From Arran resident and Voice reader Rory Cowan, who has been wondering how relevant Jersey is to Scottish Salmon farming…
How to get rich – well, … richer….. MAKE THE MOST OF DEBT
It is worth noting that for the rich, debt is a very useful thing – in fact it’s like gold dust – no it is
gold dust. It does not attract tax and can be used to offset tax in a very tax efficient way. This is
a ‘high level’ view of how it can work.
Set up a shell company in a tax efficient place – these often used to be referred to as tax havens.
Borrow a suitable amount of money into the shell company at a competitive rate – say 3% – well
heeled people and their friends are good at providing this better still dl it with your own money. At
the same time or in similar time frame, set up a trading company.
Now the trading company will need capital, so it looks around for a suitable lender – which,
possibly could just be a company in a tax haven that will lend at a reasonable but fairly high rate
commensurate with the risk that its shareholders are prepared to take – say 15%. The
shareholders may even be the same people…….
So the trading company is developed to produce goods, funded by the offshore company and
paying interest only on the loan. The company grows and trades and most of its profits – or what
would be its profits – are swallowed up in the interest payments, so whilst the company trades
well and but for the eye watering interest rate, it would be very profitable.
The offshore company borrowing at a low interest rate and lending at a high interest rate thus
makes loads of money which is taxed at the rate levied by the tax haven – ie not a lot. Thus the
trading company washes its face and does not make a lot of money in the jurisdiction in which it
is set up, but the shell company offshore can make huge profits taxed at the offshore rate – which
it can pass on to its shareholders who may just live offshore as well…..
So what happens when the trading company and its assets get ‘old and tired’, well the offshore
shell company suddenly calls in its loan thereby forcing the trading company into liquidation and
in seeking to meet its commitments, surrenders its assets against the loan capital outstanding,
which in the case of a forced sale does not meet the debt. So the offshore shell fails to recover its
loan in full thereby enabling the shell to enjoy a tax rebate.
What happens to the assets of the trading company seized in lieu of capital paid back – well they
have been seized at forced sale value by the offshore shell and of course they can be recycled for
use when setting up a new trading company. These will of course be sold at full market value to
the new company – which of course has borrowed at that magic 15% from the offshore shell.
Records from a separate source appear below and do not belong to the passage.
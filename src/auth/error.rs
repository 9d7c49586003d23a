//! Errors surfaced by [`super::AuthenticatorService`].
//!
//! Each variant wraps an unexpected collaborator failure (store, id or
//! fingerprint generator, codec). Missing, unknown, corrupt or mismatched
//! tokens are not errors; they come back as `Ok(None)`.

#[derive(Debug, thiserror::Error)]
pub enum AuthenticatorError {
    #[error("could not create authenticator")]
    Creation(#[source] anyhow::Error),
    #[error("could not retrieve authenticator")]
    Retrieval(#[source] anyhow::Error),
    #[error("could not initialize authenticator")]
    Initialization(#[source] anyhow::Error),
    #[error("could not update authenticator")]
    Update(#[source] anyhow::Error),
    #[error("could not renew authenticator")]
    Renewal(#[source] anyhow::Error),
    #[error("could not discard authenticator")]
    Discard(#[source] anyhow::Error),
}

impl AuthenticatorError {
    /// Lifecycle step that failed, for structured logs.
    pub fn operation(&self) -> &'static str {
        match self {
            Self::Creation(_) => "create",
            Self::Retrieval(_) => "retrieve",
            Self::Initialization(_) => "init",
            Self::Update(_) => "update",
            Self::Renewal(_) => "renew",
            Self::Discard(_) => "discard",
        }
    }
}

#[cfg(test)]
mod tests {
    use super::*;
    use std::error::Error;

    #[test]
    fn source_is_preserved() {
        let err = AuthenticatorError::Update(anyhow::anyhow!("disk full"));
        assert_eq!(err.to_string(), "could not update authenticator");
        assert_eq!(err.source().unwrap().to_string(), "disk full");
        assert_eq!(err.operation(), "update");
    }
}
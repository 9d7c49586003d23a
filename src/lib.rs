#![warn(clippy::all)]
#![allow(clippy::module_name_repetitions)]

//! Session authenticators for web services.
//!
//! After a login, an [`Authenticator`] records who signed in, when it expires
//! and, optionally, how long it may sit idle and which device created it. It
//! reaches the client in one of two ways:
//!
//! - **stateless**: the whole record, serialized and optionally sealed with
//!   AES-256-GCM
//! - **stateful**: an opaque id pointing at an [`auth::AuthenticatorStore`]
//!   record
//!
//! [`auth::AuthenticatorService`] drives the lifecycle in either mode.

pub mod auth;
pub mod authenticator;
pub mod config;
pub mod security;
pub mod transport;

pub use auth::{create_service, AuthenticatorError, AuthenticatorService, TokenUpdate};
pub use authenticator::{Authenticator, TokenCodec, TouchOutcome};
pub use config::Config;
pub use transport::{RequestContext, TokenTransport, TokenValue};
So the moral of this tale is that when dealing with over complex matters with regard to offshore
and onshore companies, look for the tax advantages of debt, and the trading company is likely to
yield little tax to the jurisdiction in which it operates.
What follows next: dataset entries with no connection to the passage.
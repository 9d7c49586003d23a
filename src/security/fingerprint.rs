//! Request fingerprinting for device-bound authenticators.
//!
//! A fingerprint is a SHA-256 over request characteristics that stay stable
//! for one browser/device: user agent, accept-language, accept-charset and,
//! optionally, the client address. It is captured at creation and compared on
//! every retrieval.

use crate::transport::RequestContext;
use async_trait::async_trait;
use axum::http::header;
use sha2::{Digest, Sha256};

/// Derives a stable string from the current request.
#[async_trait]
pub trait FingerprintGenerator: Send + Sync {
    async fn generate(&self, request: &RequestContext) -> anyhow::Result<String>;
}

/// Default fingerprint generator.
#[derive(Debug, Default, Clone, Copy)]
pub struct RequestFingerprinter {
    include_remote_address: bool,
}

impl RequestFingerprinter {
    pub fn new(include_remote_address: bool) -> Self {
        Self {
            include_remote_address,
        }
    }

    /// Raw characteristics joined with `|`, before hashing.
    fn collect(&self, request: &RequestContext) -> String {
        let address = if self.include_remote_address {
            request.client_address()
        } else {
            None
        };

        let mut parts: Vec<&str> = [
            header::USER_AGENT,
            header::ACCEPT_LANGUAGE,
            header::ACCEPT_CHARSET,
        ]
        .iter()
        .map(|name| request.header(name).unwrap_or(""))
        .collect();

        if let Some(ref address) = address {
            parts.push(address);
        }

        parts.join("|")
    }
}

#[async_trait]
impl FingerprintGenerator for RequestFingerprinter {
    async fn generate(&self, request: &RequestContext) -> anyhow::Result<String> {
        let digest = Sha256::digest(self.collect(request).as_bytes());
        Ok(hex::encode(digest))
    }
}

#[cfg(test)]
mod tests {
    use super::*;
    use axum::http::{HeaderMap, HeaderValue};
    use std::net::{IpAddr, Ipv4Addr};

    fn browser(user_agent: &'static str) -> RequestContext {
        let mut headers = HeaderMap::new();
        headers.insert(header::USER_AGENT, HeaderValue::from_static(user_agent));
        headers.insert(header::ACCEPT_LANGUAGE, HeaderValue::from_static("ko-KR"));
        RequestContext::new(headers)
    }

    #[tokio::test]
    async fn fingerprint_is_deterministic() {
        let fp = RequestFingerprinter::default();
        let a = fp.generate(&browser("Firefox/128")).await.unwrap();
        let b = fp.generate(&browser("Firefox/128")).await.unwrap();
        assert_eq!(a, b);
        assert_eq!(a.len(), 64);
    }

    #[tokio::test]
    async fn different_devices_differ() {
        let fp = RequestFingerprinter::default();
        let a = fp.generate(&browser("Firefox/128")).await.unwrap();
        let b = fp.generate(&browser("Safari/17")).await.unwrap();
        assert_ne!(a, b);
    }

    #[tokio::test]
    async fn remote_address_only_counts_when_enabled() {
        let home = browser("Firefox/128").with_remote_addr(IpAddr::V4(Ipv4Addr::new(10, 0, 0, 1)));
        let cafe = browser("Firefox/128").with_remote_addr(IpAddr::V4(Ipv4Addr::new(10, 0, 0, 2)));

        let without = RequestFingerprinter::new(false);
        assert_eq!(
            without.generate(&home).await.unwrap(),
            without.generate(&cafe).await.unwrap()
        );

        let with = RequestFingerprinter::new(true);
        assert_ne!(
            with.generate(&home).await.unwrap(),
            with.generate(&cafe).await.unwrap()
        );
    }

    #[test]
    fn collect_joins_parts() {
        let fp = RequestFingerprinter::new(true);
        let ctx = browser("Firefox/128").with_remote_addr(IpAddr::V4(Ipv4Addr::LOCALHOST));
        assert_eq!(fp.collect(&ctx), "Firefox/128|ko-KR||127.0.0.1");
    }
}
So for the tax man – be aware that trading companies funded from offshore just might not yield as
much revenue to HMRC as you might think…….
The principle is simple – doing it is more complex – but possible.
And in the light of the above from Rory, this from the BBC on 25th September about the recent takeover of The Scottish Salmon Company, who are currently applying to North Ayrshire Council for permission to grow their business with a fish farm in the waters in the north of Arran.
By Douglas Fraser, Business and economy editor, Scotland
The Scottish Salmon Company is being bought over by a firm in the Faroe Islands, for more than £500m.
Bakkafrost has agreed to take on 69% of the shareholding from the current majority owner, investment fund Northern Link. That fund is reported to be backed by a Ukrainian investor. The Faroese firm is issuing a mandatory offer for the remaining freely traded equity, forcing those shareholders to sell. The total cost is £517m.
The Scottish Salmon Company (SCC) is one of the three biggest producers of farmed salmon in Scottish waters, operating at 60 sites and with more than 600 workers. The deal means the company will be de-listed from trading on the Oslo stock exchange, saving some costs at the Edinburgh headquarters. The new owner expects there will be significant savings from supplying its own fish food to SSC farms.
The Edinburgh firm, founded in 2009 and registered in Jersey, claims to have an advantage over its rivals through exclusive access to the genetics of the Native Hebridean Salmon. It says this is stronger, leaner and firmer than the more commonly-farmed Atlantic salmon.
SCC had a harvest of nearly 30,000 tonnes last year, or 22% of total Scottish production. That was less than Mowi, formerly Marine Harvest, and just ahead of Scottish Seafarms. SCC has had more than 18,000 tonnes harvested in the first half of this year, with capacity of up to 50,000 tonnes per year. Nearly two-thirds of its output is exported, to 26 countries.
With revenue of more than £180m last year, earnings before interest and tax last year were £57m, and nearly £36m in the first half of this year.
Earlier this year, it set out a £10m investment programme for freshwater facilities, including a fish hatchery and smolt tanks at two sites near Applecross in Wester Ross. It also owns the Harris & Lewis Smokehouse.
Last April, SCC announced a strategic review, considering options of either returning capital to shareholders, or acquiring other assets to grow, or looking for a partner that could move it into wider markets, including Asia.